*** INFORMATION ***

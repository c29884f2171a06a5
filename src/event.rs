//! Lifecycle event fabric.
//!
//! Producers publish tagged [`Event`]s into a channel; a dedicated fan-out
//! thread delivers each event to every subscriber in registration order.
//! The channel linearizes publications from all producer threads, so
//! subscribers observe a single total order of events. This matters for the
//! statistics engine, whose per-client timers rely on seeing
//! `Queued`/`PoppedFromQueue` and `ProcessingStarted`/`ProcessingFinished`
//! pairs in matching order.

use std::sync::mpsc::{channel, Receiver, Sender};
use std::sync::{Arc, Mutex};
use std::thread::{self, JoinHandle};

use crate::Client;

/// A client lifecycle event.
#[derive(Debug, Copy, Clone, PartialEq, Eq)]
pub enum Event {
    /// A new client entered the system.
    Arrived(Client),
    /// The dispatcher made a scheduling decision for the client.
    Scheduled(Client),
    /// All servers were busy; the client was pushed to the waiting queue.
    Queued(Client),
    /// The client was taken off the waiting queue for assignment.
    PoppedFromQueue(Client),
    /// A server started servicing the client.
    ProcessingStarted(Client),
    /// A server finished servicing the client; the client leaves the system.
    ProcessingFinished(Client),
    /// Terminal event: the simulation has shut down and all workers have
    /// stopped. Published exactly once.
    AllProcessed,
}

/// An observer of the event stream. A single handler replaces the
/// per-event-kind callback interface, so new event kinds do not break
/// existing subscribers.
pub trait Subscriber: Send {
    /// Called for every published event, in publication order.
    fn handle(&mut self, event: &Event);
}

/// Lets a subscriber be shared with code that inspects it after the
/// simulation, such as the statistician queried for its summary.
impl<T: Subscriber> Subscriber for Arc<Mutex<T>> {
    fn handle(&mut self, event: &Event) {
        self.lock().expect("subscriber poisoned").handle(event);
    }
}

/// Cloneable publishing half of the event fabric.
#[derive(Clone)]
pub struct EventBus {
    sender: Sender<Event>,
}

impl EventBus {
    /// Creates a connected bus and its receiving half. The receiver must be
    /// spawned with the subscriber list before events start flowing.
    #[must_use]
    pub fn channel() -> (Self, EventReceiver) {
        let (sender, receiver) = channel();
        (Self { sender }, EventReceiver { receiver })
    }

    /// Publishes an event to all subscribers.
    ///
    /// Events published after the fan-out thread has exited are dropped
    /// with a warning; nothing publishes after `AllProcessed` in a
    /// correctly ordered shutdown.
    pub fn publish(&self, event: Event) {
        if self.sender.send(event).is_err() {
            log::warn!("event bus closed; dropping {:?}", event);
        }
    }
}

/// Receiving half of the event fabric, waiting to be spawned.
pub struct EventReceiver {
    receiver: Receiver<Event>,
}

impl EventReceiver {
    /// Spawns the fan-out thread delivering events to `subscribers` in
    /// registration order. The thread exits after delivering
    /// [`Event::AllProcessed`], or when every publisher has been dropped.
    #[must_use]
    pub fn spawn(self, mut subscribers: Vec<Box<dyn Subscriber>>) -> EventBusHandle {
        let thread = thread::Builder::new()
            .name("event-bus".into())
            .spawn(move || {
                for event in self.receiver {
                    log::trace!("delivering {:?}", event);
                    for subscriber in &mut subscribers {
                        subscriber.handle(&event);
                    }
                    if event == Event::AllProcessed {
                        break;
                    }
                }
            })
            .expect("failed to spawn event bus thread");
        EventBusHandle { thread }
    }
}

/// Handle to the running fan-out thread.
pub struct EventBusHandle {
    thread: JoinHandle<()>,
}

impl EventBusHandle {
    /// Waits until every published event has been delivered and the fan-out
    /// thread has exited.
    ///
    /// # Panics
    ///
    /// Panics if a subscriber panicked while handling an event.
    pub fn join(self) {
        self.thread.join().expect("event bus thread panicked");
    }
}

*** End of INFORMATION ***

### TASK OBJECTIVE
Whenever the string "ProcessingStarted" shows up in a line of the entries, copy that line.

### RESPONSE BELOW
//! `Queued`/`PoppedFromQueue` and `ProcessingStarted`/`ProcessingFinished`
    ProcessingStarted(Client),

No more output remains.